With their 3D world reduced to two dimensions, and the sun a glaring light, Trevally are a nervous wreck in shallow water. They don’t know what they want to do. They cruise at high speed looking for an ambush with none of that sharklike cool. When they blow up at the slightest provocation, they streak away and then seem to worry that they’ve made a mistake and streak back in to see what they’re missing, then blow up and away again. They dart at the fly as if they know they are making a mistake. I cast to a pair of Trevally cruising inches off the beach and they left so panicked, I think they moved to the next atoll. But then later, I was able to get a cast fifteen feet in front of a pair coming toward me, a little further off. The first fish charged the fly from that distance so fast I have no idea whether I was stripping or what I was doing, but he was on! Another Trevally half an hour later startled me by bashing something under the ledge of the coral right at the shore and then came racing out my way. I cast to him, but I don’t think he saw the fly. He was too busy looking right at me. 

RS Tikehau Tuamotus 9 17 Like all atolls those of the Tuamotus are necklaces of perfectly flat islets enclosing crystal clear lagoons
 
RS P1740238
 

I guess I have been a little skittish on the flats, too, and maybe for the same reason. There are always lots of black-tipped reef sharks everywhere I wade. Curious as cats, with (presumably) bigger teeth. Early on, two of them, inspired by my splashing in shallow water charged in and hit my leg. Unnerving to say the least. Several others came swimming in at high speed, and finally I ended up bumping one six footer on the head with the butt of my rod to stop it. So there it is, full disclosure, there are lots and lots of sharks in the Tuamotus. I started carrying a walking stick for discouraging sneak attacks. 

8:30 is about as early as the light works. The water feels cooler in the morning, but I think the light is more significant. These bones seem to stick to the very skinny water and so when it’s straight overhead they are skittish or not around. I saw more bonefish early, including tails. But I was having trouble getting the sequence of things right. Fish headed the right direction. Cast close enough, but not too close. Fish seeing fly but not spooking because it’s moving too fast. Timing right on the set, not too soon, not too late, not too quick, but quick enough. Tight line on the fight, keeping fish away from any rocks. Landing and releasing the fish without alerting any of the bigger sharks. It’s a long list. I headed back a little later than I had planned, around 10:30, Cast, hooked, landed two fish on the way back. The sharks found me after releasing the second one. I thought the bonefish must be okay, but the bigger shark, darker in color was very aggressive in swimming directly up to me. I think he could smell the bonefish in the water about me and he was sure he would find it at my feet or in my hands. I still don’t think he would bite me unless that bonefish was actually there and he could take it from me. That might be a different story. Though, I told myself, since evolution would not have designed them to bite human legs, standing ones anyway, I wonder if he would or even could be able to turn sideways in the shallow water in order to take the bite. So maybe he couldn’t bite my leg even if he wanted to. These are the kinds of things you think about on a Polynesian flat. I had to beat the water with my shark stick a couple times and then it tore off. I assumed it was because I had taught it a lesson about messing with a stick carrying member of homo sapiens. But then he started zig zagging at high speed. My heart sunk. He was chasing something. What’s truly astonishing about these sharks is how far away they must be able to sense a panicked or tired bonefish. Somehow they know the fish are too fatigued to outrun them. I’ve seen them working the flat where I’ve just released a fish like bird dogs in Montana.

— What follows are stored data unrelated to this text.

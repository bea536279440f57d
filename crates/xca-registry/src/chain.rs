//! The [`ChainClient`] seam: the read-only chain queries the registry needs.
//!
//! [`RpcClient`] implements it over JSON-RPC; [`crate::MockChain`] is the
//! deterministic double used in tests and local runs.

use async_trait::async_trait;
use serde::{Deserialize, Serialize};
use xca_core::{B256, U256};
use xca_rpc_client::RpcClient;

use crate::error::ChainError;

/// Tip header as returned by a chain, before it is tagged with a network.
#[derive(Debug, Clone, PartialEq, Eq, Serialize, Deserialize)]
pub struct ChainTip {
    pub number: U256,
    pub hash: B256,
    pub parent_hash: B256,
    pub state_root: Option<B256>,
    pub timestamp: u64,
    pub gas_used: U256,
    pub gas_limit: U256,
}

/// Read-only access to one chain.
#[async_trait]
pub trait ChainClient: Send + Sync + std::fmt::Debug {
    /// Human-readable endpoint, safe to log.
    fn endpoint(&self) -> String;

    /// The latest block header.
    async fn latest_block(&self) -> Result<ChainTip, ChainError>;

    /// The chain ID.
    async fn chain_id(&self) -> Result<u64, ChainError>;

    /// The current block height.
    async fn block_number(&self) -> Result<U256, ChainError>;

    /// The current gas price in wei.
    async fn gas_price(&self) -> Result<U256, ChainError>;
}

#[async_trait]
impl ChainClient for RpcClient {
    fn endpoint(&self) -> String {
        xca_rpc_client::redact_url(RpcClient::endpoint(self))
    }

    async fn latest_block(&self) -> Result<ChainTip, ChainError> {
        let block = RpcClient::latest_block(self).await?;
        Ok(ChainTip {
            number: block.number,
            hash: block.hash,
            parent_hash: block.parent_hash,
            state_root: block.state_root,
            timestamp: block.timestamp.saturating_to::<u64>(),
            gas_used: block.gas_used.unwrap_or_default(),
            gas_limit: block.gas_limit.unwrap_or_default(),
        })
    }

    async fn chain_id(&self) -> Result<u64, ChainError> {
        Ok(RpcClient::chain_id(self).await?)
    }

    async fn block_number(&self) -> Result<U256, ChainError> {
        Ok(RpcClient::block_number(self).await?)
    }

    async fn gas_price(&self) -> Result<U256, ChainError> {
        Ok(RpcClient::gas_price(self).await?)
    }
}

Because of the couple of sneak “attacks,” I’ve developed the habit now of turning all the way around ever so often to make sure I’m not being stalked. It seems like a good idea anyway. On a flat, unlike a river, a fish could be coming from anywhere. One of the things I’ve noticed is that sometimes there’ll be a couple of nervous blue jacks following my mud trail. I think the sharks come from that direction for the same reason. They investigate all anomalies on the flat. You (if you are a shark) never know. This time about twenty or thirty yards behind me at the end of the faint trail I was leaving in the sand was a bonefish following me. I turned and made the short cast to an easy fish. He tailed on the fly nicely. Now I was sure that this new fly pattern, which had evolved from my short experience in Toau and in Kauehi, was the perfect Polynesian bonefish fly.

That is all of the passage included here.